Seamus, just to reiterate that in the course of our European review, the European Medicines Agency cited Merck's third-party manufacturer for issues that were largely related to inadequate record-keeping and the need for improvement in their quality management systems.

The problems do not affect -- we do not believe -- the safety, efficacy, or quality specifications of the product; and hence we don't believe the problems will affect the supply to the US market.

But we take these good manufacturing practice issues very seriously, and we're working with both regulatory agencies and the contract manufacturer to resolve the issues as expeditiously as possible.

Secondly, with respect to GITR, as you know, our program has been in the clinic for quite some time, but we have been advancing it very slowly because of concerns on our part, on the part of regulators, too.
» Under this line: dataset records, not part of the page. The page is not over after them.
//! JavaScript module scanning.
//!
//! The host does not transform code. It only needs two things from the AST:
//! the `require("...")` calls with literal requests, and identifiers used as
//! expressions that no enclosing scope binds (candidates for compile-time
//! constant substitution). Both are reported with byte ranges
//! into the original source.

use std::{collections::HashSet, ops::Range, sync::Arc};

use anyhow::{Result, anyhow};
use swc_common::{BytePos, FileName, Globals, SourceMap, Span};
use swc_ecma_ast::{
    ArrowExpr, AssignTargetPat, BindingIdent, BlockStmt, CallExpr, Callee, CatchClause, ClassDecl, ClassExpr,
    Constructor, Expr, FnDecl, FnExpr, ForInStmt, ForOfStmt, ForStmt, Function, GetterProp, Ident,
    ImportDefaultSpecifier, ImportNamedSpecifier, ImportStarAsSpecifier, Lit, Prop,
    SetterProp, SimpleAssignTarget, VarDecl, VarDeclKind,
};
use swc_ecma_parser::{EsSyntax, Parser, StringInput, Syntax};
use swc_ecma_visit::{Visit, VisitWith};

use super::module::FreeIdentifier;

#[derive(Debug, Clone, PartialEq, Eq)]
pub struct RequireCall {
    pub request: String,
    /// Range of the whole `require(...)` call expression.
    pub range: Range<usize>,
}

#[derive(Debug, Default)]
pub struct ScannedModule {
    pub requires: Vec<RequireCall>,
    pub free_identifiers: Vec<FreeIdentifier>,
}

/// Parse `code` and collect its requires and free identifiers.
pub fn scan_module(code: &str, file_path: &str) -> Result<ScannedModule> {
    use swc_common::GLOBALS;

    GLOBALS.set(&Globals::new(), || {
        let source_map = Arc::new(SourceMap::default());
        let source_file = source_map
            .new_source_file(FileName::Real(file_path.into()).into(), code.to_string());

        let syntax = Syntax::Es(EsSyntax {
            jsx: true,
            ..Default::default()
        });
        let mut parser = Parser::new(syntax, StringInput::from(&*source_file), None);

        let program = parser
            .parse_program()
            .map_err(|e| anyhow!("Failed to parse {}: {:?}", file_path, e))?;

        let mut scanner = ModuleScanner::new(source_file.start_pos);
        program.visit_with(&mut scanner);
        Ok(scanner.finish())
    })
}

/// A lexical scope. Function scopes also receive hoisted `var` bindings.
struct Scope {
    parent: Option<usize>,
    function: bool,
    bindings: HashSet<String>,
}

struct Use {
    ident: FreeIdentifier,
    scope: usize,
}

struct ModuleScanner {
    start_pos: BytePos,
    requires: Vec<RequireCall>,
    scopes: Vec<Scope>,
    current: usize,
    /// Scope receiving bindings while inside a `var` declarator.
    hoist_to: Option<usize>,
    /// Inside a destructuring assignment target, where identifiers are not declared.
    assigning: bool,
    uses: Vec<Use>,
}

impl ModuleScanner {
    fn new(start_pos: BytePos) -> Self {
        Self {
            start_pos,
            requires: Vec::new(),
            scopes: vec![Scope {
                parent: None,
                function: true,
                bindings: HashSet::new(),
            }],
            current: 0,
            hoist_to: None,
            assigning: false,
            uses: Vec::new(),
        }
    }

    fn range(&self, span: Span) -> Range<usize> {
        let lo = span.lo.0.saturating_sub(self.start_pos.0) as usize;
        let hi = span.hi.0.saturating_sub(self.start_pos.0) as usize;
        lo..hi
    }

    fn in_scope(&mut self, function: bool, visit: impl FnOnce(&mut Self)) {
        self.scopes.push(Scope {
            parent: Some(self.current),
            function,
            bindings: HashSet::new(),
        });
        let outer = std::mem::replace(&mut self.current, self.scopes.len() - 1);
        let hoist_to = if function { self.hoist_to.take() } else { self.hoist_to };
        let assigning = std::mem::take(&mut self.assigning);
        visit(self);
        self.current = outer;
        self.hoist_to = hoist_to;
        self.assigning = assigning;
    }

    fn function_scope(&self) -> usize {
        let mut scope = self.current;
        while !self.scopes[scope].function {
            match self.scopes[scope].parent {
                Some(parent) => scope = parent,
                None => break,
            }
        }
        scope
    }

    fn bind(&mut self, name: &str) {
        let scope = self.hoist_to.unwrap_or(self.current);
        self.scopes[scope].bindings.insert(name.to_string());
    }

    fn record_use(&mut self, ident: &Ident, shorthand: bool) {
        self.uses.push(Use {
            ident: FreeIdentifier {
                name: ident.sym.to_string(),
                range: self.range(ident.span),
                shorthand,
            },
            scope: self.current,
        });
    }

    /// Bindings are resolved once the whole module is seen, so a use before
    /// its hoisted declaration is still bound.
    fn is_bound(&self, name: &str, mut scope: usize) -> bool {
        loop {
            if self.scopes[scope].bindings.contains(name) {
                return true;
            }
            match self.scopes[scope].parent {
                Some(parent) => scope = parent,
                None => return false,
            }
        }
    }

    fn finish(self) -> ScannedModule {
        let free_identifiers = self
            .uses
            .iter()
            .filter(|u| !self.is_bound(&u.ident.name, u.scope))
            .map(|u| u.ident.clone())
            .collect();
        ScannedModule {
            requires: self.requires,
            free_identifiers,
        }
    }
}

impl Visit for ModuleScanner {
    fn visit_call_expr(&mut self, node: &CallExpr) {
        if let Callee::Expr(callee) = &node.callee
            && let Expr::Ident(ident) = &**callee
            && ident.sym.as_str() == "require"
            && node.args.len() == 1
            && node.args[0].spread.is_none()
            && let Expr::Lit(Lit::Str(s)) = &*node.args[0].expr
            && let Some(request) = s.value.as_str()
        {
            self.requires.push(RequireCall {
                request: request.to_string(),
                range: self.range(node.span),
            });
            return;
        }
        node.visit_children_with(self);
    }

    fn visit_expr(&mut self, node: &Expr) {
        if let Expr::Ident(ident) = node {
            self.record_use(ident, false);
        }
        node.visit_children_with(self);
    }

    fn visit_prop(&mut self, node: &Prop) {
        if let Prop::Shorthand(ident) = node {
            self.record_use(ident, true);
        }
        node.visit_children_with(self);
    }

    // `x = 1` neither binds nor reads `x`.
    fn visit_simple_assign_target(&mut self, node: &SimpleAssignTarget) {
        if !matches!(node, SimpleAssignTarget::Ident(_)) {
            node.visit_children_with(self);
        }
    }

    fn visit_assign_target_pat(&mut self, node: &AssignTargetPat) {
        let assigning = std::mem::replace(&mut self.assigning, true);
        node.visit_children_with(self);
        self.assigning = assigning;
    }

    fn visit_binding_ident(&mut self, node: &BindingIdent) {
        if !self.assigning {
            self.bind(&node.id.sym);
        }
        node.visit_children_with(self);
    }

    fn visit_var_decl(&mut self, node: &VarDecl) {
        if node.kind == VarDeclKind::Var {
            let hoist_to = self.hoist_to.replace(self.function_scope());
            node.visit_children_with(self);
            self.hoist_to = hoist_to;
        } else {
            node.visit_children_with(self);
        }
    }

    fn visit_fn_decl(&mut self, node: &FnDecl) {
        self.bind(&node.ident.sym);
        node.function.visit_with(self);
    }

    fn visit_fn_expr(&mut self, node: &FnExpr) {
        self.in_scope(true, |scanner| {
            if let Some(ident) = &node.ident {
                scanner.bind(&ident.sym);
            }
            node.function.visit_with(scanner);
        });
    }

    fn visit_class_decl(&mut self, node: &ClassDecl) {
        self.bind(&node.ident.sym);
        node.class.visit_with(self);
    }

    fn visit_class_expr(&mut self, node: &ClassExpr) {
        self.in_scope(false, |scanner| {
            if let Some(ident) = &node.ident {
                scanner.bind(&ident.sym);
            }
            node.class.visit_with(scanner);
        });
    }

    fn visit_import_named_specifier(&mut self, node: &ImportNamedSpecifier) {
        self.bind(&node.local.sym);
    }

    fn visit_import_default_specifier(&mut self, node: &ImportDefaultSpecifier) {
        self.bind(&node.local.sym);
    }

    fn visit_import_star_as_specifier(&mut self, node: &ImportStarAsSpecifier) {
        self.bind(&node.local.sym);
    }

    fn visit_function(&mut self, node: &Function) {
        self.in_scope(true, |scanner| node.visit_children_with(scanner));
    }

    fn visit_arrow_expr(&mut self, node: &ArrowExpr) {
        self.in_scope(true, |scanner| node.visit_children_with(scanner));
    }

    fn visit_constructor(&mut self, node: &Constructor) {
        self.in_scope(true, |scanner| node.visit_children_with(scanner));
    }

    fn visit_getter_prop(&mut self, node: &GetterProp) {
        self.in_scope(true, |scanner| node.visit_children_with(scanner));
    }

    fn visit_setter_prop(&mut self, node: &SetterProp) {
        self.in_scope(true, |scanner| node.visit_children_with(scanner));
    }

    fn visit_block_stmt(&mut self, node: &BlockStmt) {
        self.in_scope(false, |scanner| node.visit_children_with(scanner));
    }

    fn visit_catch_clause(&mut self, node: &CatchClause) {
        self.in_scope(false, |scanner| node.visit_children_with(scanner));
    }

    fn visit_for_stmt(&mut self, node: &ForStmt) {
        self.in_scope(false, |scanner| node.visit_children_with(scanner));
    }

    fn visit_for_in_stmt(&mut self, node: &ForInStmt) {
        self.in_scope(false, |scanner| node.visit_children_with(scanner));
    }

    fn visit_for_of_stmt(&mut self, node: &ForOfStmt) {
        self.in_scope(false, |scanner| node.visit_children_with(scanner));
    }
}

#[cfg(test)]
mod tests {
    use super::*;
    use pretty_assertions::assert_eq;

    #[test]
    fn test_collects_literal_requires_with_ranges() {
        let code = "const G = require('globalize');\nrequire(\"./side-effect\");\n";
        let scanned = scan_module(code, "index.js").unwrap();

        let requests: Vec<_> = scanned
            .requires
            .iter()
            .map(|call| call.request.as_str())
            .collect();
        assert_eq!(requests, vec!["globalize", "./side-effect"]);

        let first = &scanned.requires[0];
        assert_eq!(&code[first.range.clone()], "require('globalize')");
    }

    #[test]
    fn test_ignores_dynamic_requires() {
        let code = "const name = 'x';\nrequire(name);\nrequire('a', 'b');\n";
        let scanned = scan_module(code, "index.js").unwrap();
        assert!(scanned.requires.is_empty());
    }

    #[test]
    fn test_free_identifiers_exclude_bindings() {
        let code = "const cldrData = __CLDR_DATA__;\nif (cldrData) { load(cldrData); }\nfunction load(x) { return x; }\n";
        let scanned = scan_module(code, "index.js").unwrap();

        let names: Vec<_> = scanned
            .free_identifiers
            .iter()
            .map(|ident| ident.name.as_str())
            .collect();
        assert_eq!(names, vec!["__CLDR_DATA__"]);

        let ident = &scanned.free_identifiers[0];
        assert_eq!(&code[ident.range.clone()], "__CLDR_DATA__");
    }

    fn free_names(code: &str) -> Vec<String> {
        scan_module(code, "index.js")
            .unwrap()
            .free_identifiers
            .into_iter()
            .map(|ident| ident.name)
            .collect()
    }

    #[test]
    fn test_shadowing_is_scoped() {
        let code = "function f() { const D = 2; return D; }\nconst d = D;\n";
        let scanned = scan_module(code, "index.js").unwrap();

        assert_eq!(scanned.free_identifiers.len(), 1);
        let ident = &scanned.free_identifiers[0];
        assert_eq!(ident.name, "D");
        assert_eq!(ident.range.start, code.rfind('D').unwrap());
    }

    #[test]
    fn test_var_hoists_to_function_scope() {
        let code = "function f() { if (x) { var D = 1; } return D; }\nD;\n";
        assert_eq!(free_names(code), vec!["x", "D"]);

        let code = "{ let D = 1; }\nD;\n";
        assert_eq!(free_names(code), vec!["D"]);
    }

    #[test]
    fn test_parameters_and_catch_bindings() {
        let code = "const g = (D) => D;\ntry { run(); } catch (E) { log(E); }\n";
        assert_eq!(free_names(code), vec!["run", "log"]);
    }

    #[test]
    fn test_assignment_does_not_bind() {
        let code = "D = 1;\n[E] = [2];\nuse(D, E);\n";
        assert_eq!(free_names(code), vec!["use", "D", "E"]);
    }

    #[test]
    fn test_shorthand_property_is_marked() {
        let code = "const o = { D, e: D };\n";
        let scanned = scan_module(code, "index.js").unwrap();

        let found: Vec<_> = scanned
            .free_identifiers
            .iter()
            .map(|ident| (ident.name.as_str(), ident.shorthand, &code[ident.range.clone()]))
            .collect();
        assert_eq!(found, vec![("D", true, "D"), ("D", false, "D")]);
    }

    #[test]
    fn test_parse_error_names_file() {
        let err = scan_module("const = ;", "broken.js").unwrap_err();
        assert!(err.to_string().contains("broken.js"));
    }
}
We share these concerns that an antagonist antibody could stimulate a fairly profound immune activation response, and those responses can be difficult to manage.

So we're just getting to the point in advancing that program where we believe we're in the therapeutic range.

We certainly do have data that our anti-GITR antibody behaves as an agonist.

I think one of the issues has to do with cross-linking and which Fc receptors are engaged by the therapy.

As you know, we have two GITR antibodies that are in the clinic.

There is a lot of enthusiasm in the community; but it will be some time I think before we understand whether, to what extent, GITR antibodies will be useful.

Seamus, maybe I can just add on the comment around Zepatier.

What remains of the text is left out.